(Dataset entries)
--

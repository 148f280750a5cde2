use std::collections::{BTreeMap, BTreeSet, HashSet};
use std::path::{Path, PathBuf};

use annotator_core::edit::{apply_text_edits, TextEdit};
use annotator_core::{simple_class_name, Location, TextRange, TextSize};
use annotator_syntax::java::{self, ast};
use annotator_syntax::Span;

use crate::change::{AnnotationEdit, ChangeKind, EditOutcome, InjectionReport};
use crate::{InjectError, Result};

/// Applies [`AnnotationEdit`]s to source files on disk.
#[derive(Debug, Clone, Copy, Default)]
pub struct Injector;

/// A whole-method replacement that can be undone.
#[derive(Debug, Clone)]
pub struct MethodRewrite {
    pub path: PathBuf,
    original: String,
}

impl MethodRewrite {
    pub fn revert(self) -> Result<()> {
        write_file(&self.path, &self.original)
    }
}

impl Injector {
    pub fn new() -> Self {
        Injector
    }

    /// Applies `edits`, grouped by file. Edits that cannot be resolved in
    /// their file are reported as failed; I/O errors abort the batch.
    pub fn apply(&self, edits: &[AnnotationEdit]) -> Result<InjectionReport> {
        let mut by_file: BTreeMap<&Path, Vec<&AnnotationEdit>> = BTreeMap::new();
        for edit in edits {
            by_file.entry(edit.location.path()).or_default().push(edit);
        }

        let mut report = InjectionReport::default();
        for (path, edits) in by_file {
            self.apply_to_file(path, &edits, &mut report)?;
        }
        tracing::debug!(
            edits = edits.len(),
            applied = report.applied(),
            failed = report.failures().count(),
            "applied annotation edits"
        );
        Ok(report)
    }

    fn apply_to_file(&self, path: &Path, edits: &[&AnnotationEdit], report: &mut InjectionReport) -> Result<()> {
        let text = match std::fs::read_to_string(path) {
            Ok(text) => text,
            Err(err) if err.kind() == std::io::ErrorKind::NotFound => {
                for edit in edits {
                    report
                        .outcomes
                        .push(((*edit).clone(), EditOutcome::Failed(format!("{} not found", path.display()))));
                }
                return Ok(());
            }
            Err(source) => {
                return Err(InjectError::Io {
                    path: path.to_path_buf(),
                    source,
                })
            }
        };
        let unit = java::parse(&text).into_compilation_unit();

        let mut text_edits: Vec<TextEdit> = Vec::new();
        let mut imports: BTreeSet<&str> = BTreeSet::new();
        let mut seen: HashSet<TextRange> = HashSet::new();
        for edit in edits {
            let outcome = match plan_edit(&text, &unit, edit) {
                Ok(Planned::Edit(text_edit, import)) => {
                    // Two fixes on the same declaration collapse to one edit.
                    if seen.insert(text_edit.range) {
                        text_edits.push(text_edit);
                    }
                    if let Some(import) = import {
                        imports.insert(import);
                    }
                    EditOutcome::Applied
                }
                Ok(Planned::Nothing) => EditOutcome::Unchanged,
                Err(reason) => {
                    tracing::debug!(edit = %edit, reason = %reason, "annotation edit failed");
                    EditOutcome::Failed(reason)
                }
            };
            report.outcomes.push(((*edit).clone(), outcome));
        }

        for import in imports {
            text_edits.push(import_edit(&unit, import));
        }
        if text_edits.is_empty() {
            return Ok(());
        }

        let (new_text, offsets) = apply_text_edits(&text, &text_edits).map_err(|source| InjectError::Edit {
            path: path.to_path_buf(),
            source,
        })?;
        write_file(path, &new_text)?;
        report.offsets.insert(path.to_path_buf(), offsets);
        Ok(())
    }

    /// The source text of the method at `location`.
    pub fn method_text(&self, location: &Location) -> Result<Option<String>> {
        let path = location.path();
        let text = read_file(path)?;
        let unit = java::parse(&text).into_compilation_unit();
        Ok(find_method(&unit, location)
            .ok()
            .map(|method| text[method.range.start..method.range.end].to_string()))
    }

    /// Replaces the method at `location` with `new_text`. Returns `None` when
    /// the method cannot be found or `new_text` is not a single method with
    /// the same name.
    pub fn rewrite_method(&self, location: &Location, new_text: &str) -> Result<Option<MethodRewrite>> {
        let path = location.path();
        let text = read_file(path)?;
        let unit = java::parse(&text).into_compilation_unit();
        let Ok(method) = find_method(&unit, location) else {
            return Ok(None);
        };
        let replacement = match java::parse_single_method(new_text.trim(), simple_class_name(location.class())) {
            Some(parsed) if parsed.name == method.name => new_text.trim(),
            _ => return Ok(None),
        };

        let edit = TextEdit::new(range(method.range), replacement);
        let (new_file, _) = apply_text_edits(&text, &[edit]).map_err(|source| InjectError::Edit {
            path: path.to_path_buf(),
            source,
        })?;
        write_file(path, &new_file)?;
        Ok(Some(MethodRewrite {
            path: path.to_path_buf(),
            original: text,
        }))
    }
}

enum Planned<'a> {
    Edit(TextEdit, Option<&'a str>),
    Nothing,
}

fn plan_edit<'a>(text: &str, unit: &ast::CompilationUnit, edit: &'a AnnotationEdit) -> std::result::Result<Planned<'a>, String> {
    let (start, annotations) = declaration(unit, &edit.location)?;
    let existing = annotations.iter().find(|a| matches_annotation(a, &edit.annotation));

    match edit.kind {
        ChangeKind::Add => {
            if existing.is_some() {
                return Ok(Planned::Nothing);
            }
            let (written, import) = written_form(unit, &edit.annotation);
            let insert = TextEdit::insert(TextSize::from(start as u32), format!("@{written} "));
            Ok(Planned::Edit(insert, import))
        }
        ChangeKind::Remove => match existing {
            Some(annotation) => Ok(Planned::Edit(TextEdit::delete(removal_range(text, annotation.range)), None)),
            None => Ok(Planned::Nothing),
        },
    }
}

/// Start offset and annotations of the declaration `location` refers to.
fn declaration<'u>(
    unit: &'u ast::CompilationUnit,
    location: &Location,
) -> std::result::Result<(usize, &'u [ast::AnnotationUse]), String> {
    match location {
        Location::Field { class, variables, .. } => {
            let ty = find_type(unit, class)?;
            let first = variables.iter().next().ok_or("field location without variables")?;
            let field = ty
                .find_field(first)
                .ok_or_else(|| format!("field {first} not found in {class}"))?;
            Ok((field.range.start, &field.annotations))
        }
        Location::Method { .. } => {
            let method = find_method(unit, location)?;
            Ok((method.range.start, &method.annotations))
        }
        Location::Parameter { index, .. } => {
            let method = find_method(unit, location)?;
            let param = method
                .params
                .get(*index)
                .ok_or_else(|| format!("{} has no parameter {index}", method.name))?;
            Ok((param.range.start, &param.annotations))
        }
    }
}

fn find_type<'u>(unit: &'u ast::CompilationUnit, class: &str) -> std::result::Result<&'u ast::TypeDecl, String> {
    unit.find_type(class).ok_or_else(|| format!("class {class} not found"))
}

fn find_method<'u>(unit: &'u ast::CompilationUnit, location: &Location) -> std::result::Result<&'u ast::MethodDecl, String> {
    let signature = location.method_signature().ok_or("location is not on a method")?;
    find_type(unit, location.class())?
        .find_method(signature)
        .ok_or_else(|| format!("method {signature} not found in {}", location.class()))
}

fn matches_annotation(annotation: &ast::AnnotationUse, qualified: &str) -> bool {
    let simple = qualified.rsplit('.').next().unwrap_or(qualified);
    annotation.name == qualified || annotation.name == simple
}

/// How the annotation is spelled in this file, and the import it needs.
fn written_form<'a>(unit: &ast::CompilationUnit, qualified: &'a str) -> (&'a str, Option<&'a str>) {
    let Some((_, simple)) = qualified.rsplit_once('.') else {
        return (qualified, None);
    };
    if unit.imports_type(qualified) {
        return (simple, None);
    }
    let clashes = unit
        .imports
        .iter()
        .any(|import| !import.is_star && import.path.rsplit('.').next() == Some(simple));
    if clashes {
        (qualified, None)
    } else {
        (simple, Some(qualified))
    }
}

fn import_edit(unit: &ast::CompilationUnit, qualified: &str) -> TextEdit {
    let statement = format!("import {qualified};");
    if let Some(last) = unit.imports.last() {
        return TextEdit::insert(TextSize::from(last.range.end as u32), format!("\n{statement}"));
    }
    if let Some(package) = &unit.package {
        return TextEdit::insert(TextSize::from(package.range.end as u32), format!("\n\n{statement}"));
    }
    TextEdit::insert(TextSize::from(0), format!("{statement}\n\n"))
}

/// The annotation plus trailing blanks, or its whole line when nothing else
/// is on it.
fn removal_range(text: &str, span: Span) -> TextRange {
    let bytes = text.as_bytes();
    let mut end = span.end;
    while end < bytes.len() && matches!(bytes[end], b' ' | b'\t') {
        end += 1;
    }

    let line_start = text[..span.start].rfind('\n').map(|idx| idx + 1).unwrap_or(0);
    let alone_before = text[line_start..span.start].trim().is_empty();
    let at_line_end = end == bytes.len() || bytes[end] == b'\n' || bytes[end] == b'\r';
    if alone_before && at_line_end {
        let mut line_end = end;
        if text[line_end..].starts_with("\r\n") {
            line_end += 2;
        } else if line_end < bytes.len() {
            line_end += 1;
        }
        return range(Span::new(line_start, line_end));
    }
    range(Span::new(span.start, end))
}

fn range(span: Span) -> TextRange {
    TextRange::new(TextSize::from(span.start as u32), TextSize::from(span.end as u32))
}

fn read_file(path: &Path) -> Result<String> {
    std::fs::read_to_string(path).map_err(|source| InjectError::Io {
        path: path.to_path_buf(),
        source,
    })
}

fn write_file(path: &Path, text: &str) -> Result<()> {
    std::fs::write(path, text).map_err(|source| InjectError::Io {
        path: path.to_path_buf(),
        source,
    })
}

--

## About this task
If a line above contains the word "MethodRewrite", list it.

## Finished exercise
pub struct MethodRewrite {
impl MethodRewrite {
    pub fn rewrite_method(&self, location: &Location, new_text: &str) -> Result<Option<MethodRewrite>> {
        Ok(Some(MethodRewrite {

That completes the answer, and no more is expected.